Clay’s talk was fantastic. He explained the notions of disruption using wonderfully built visuals and stories. As someone familiar with his work he had me from the start, but I could tell that people in the audience new to his work were able to quickly grasp the complexity of his theories due to his masterful storytelling. His primary theory of disruption “describes a process by which a product or service takes root initially in simple applications at the bottom of a market and then relentlessly moves up market, eventually displacing established competitors.”
So what does that really mean? Take for example this simplified version of his story of Toyota. When Toyota really entered the US market, they did so with very low cost cars that provided little margins for existing US automakers. The US auto makers responded by eventually realizing that there was little reason to compete in the low margin world of subcompact, cheap cars when there were so many more profits “up market.” So, in essence, the US auto makers gave that low end market away. What then began to happen is that each new Toyota introduced took another slice of the down market until it squeezed the US auto makers out of each category. Eventually Toyota released the Lexus and the rest is automotive history.

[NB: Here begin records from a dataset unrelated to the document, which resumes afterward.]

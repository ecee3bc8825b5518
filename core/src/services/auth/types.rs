//! Inputs accepted by the authentication service

/// Registration details for a new member
#[derive(Debug, Clone)]
pub struct NewUser {
    pub name: String,
    pub email: String,
    pub phone_number: String,
    pub password: String,
}

/// Email/password pair presented at signin
#[derive(Debug, Clone)]
pub struct Credentials {
    pub email: String,
    pub password: String,
}
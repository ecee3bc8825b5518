#[path = "trait.rs"]
mod trait_;
#[cfg(any(test, feature = "testing"))]
mod mock;


pub use trait_::TrainerBookingRepository;
#[cfg(any(test, feature = "testing"))]
pub use mock::MockTrainerBookingRepository;
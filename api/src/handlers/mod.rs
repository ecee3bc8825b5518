pub mod error;

pub use error::{
    handle_domain_error, handle_validation_errors, json_error_handler, path_error_handler,
};
//! Phone number utilities
//!
//! Members register with a 10 digit local number; no country code is stored.

use once_cell::sync::Lazy;
use regex::Regex;

static LOCAL_PHONE_REGEX: Lazy<Regex> = Lazy::new(|| Regex::new(r"^[0-9]{10}$").unwrap());

/// Strip surrounding whitespace; inner characters are kept so that
/// separators such as `-` still fail validation.
pub fn normalize_phone_number(phone: &str) -> String {
    phone.trim().to_string()
}

/// Check that a phone number is exactly ten ASCII digits
pub fn is_valid_phone(phone: &str) -> bool {
    LOCAL_PHONE_REGEX.is_match(&normalize_phone_number(phone))
}

/// Mask a phone number for logs (e.g., 98****3210)
pub fn mask_phone_number(phone: &str) -> String {
    let normalized = normalize_phone_number(phone);
    if normalized.len() >= 7 && normalized.is_ascii() {
        format!(
            "{}****{}",
            &normalized[0..2],
            &normalized[normalized.len() - 4..]
        )
    } else {
        "****".to_string()
    }
}

#[cfg(test)]
mod tests {
    use super::*;

    #[test]
    fn test_valid_phone_numbers() {
        assert!(is_valid_phone("9876543210"));
        assert!(is_valid_phone(" 0123456789 "));
    }

    #[test]
    fn test_invalid_phone_numbers() {
        assert!(!is_valid_phone("987654321"));
        assert!(!is_valid_phone("98765432100"));
        assert!(!is_valid_phone("98765-4321"));
        assert!(!is_valid_phone("+919876543210"));
        assert!(!is_valid_phone("９８７６５４３２１０"));
        assert!(!is_valid_phone(""));
    }

    #[test]
    fn test_mask_phone_number() {
        assert_eq!(mask_phone_number("9876543210"), "98****3210");
        assert_eq!(mask_phone_number("123"), "****");
    }
}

What really happens in this model, according the Clay, is that “companies unwittingly open the door to ‘disruptive innovations’ at the bottom of the market. An innovation that is disruptive allows a whole new population of consumers at the bottom of a market access to a product or service that was historically only accessible to consumers with a lot of money or a lot of skill.” In the case of Toyota it meant every high school and college student in America could own a reliable and cheap car. It also meant that Toyota was given a chance to innovate around process and scale unlike the US auto makers. He was able to share those types of stories for other deeply rooted industries, each time with the same result — the incumbent being replaced by the upstart.
But while he spoke, I couldn’t help but focus on the fact that 300 of us (a very well attended event) were sitting in the Times Center — the home of the New York Times, which is clearly a company that has had to make major changes to deal with the disruption in the print news industry by internet “upstarts.” Some in the newspaper business paid attention to the disruption coming their way and innovated through it (and I do believe the Times is an example of this), yet many either didn’t believe it was happening or couldn’t figure out what to do and joined the ranks of folded incumbent daily newspapers all over the country. And as Clay said, we don’t know what is coming in the future, so the ending (and perhaps even the middle) of the news industry “story” is still not known.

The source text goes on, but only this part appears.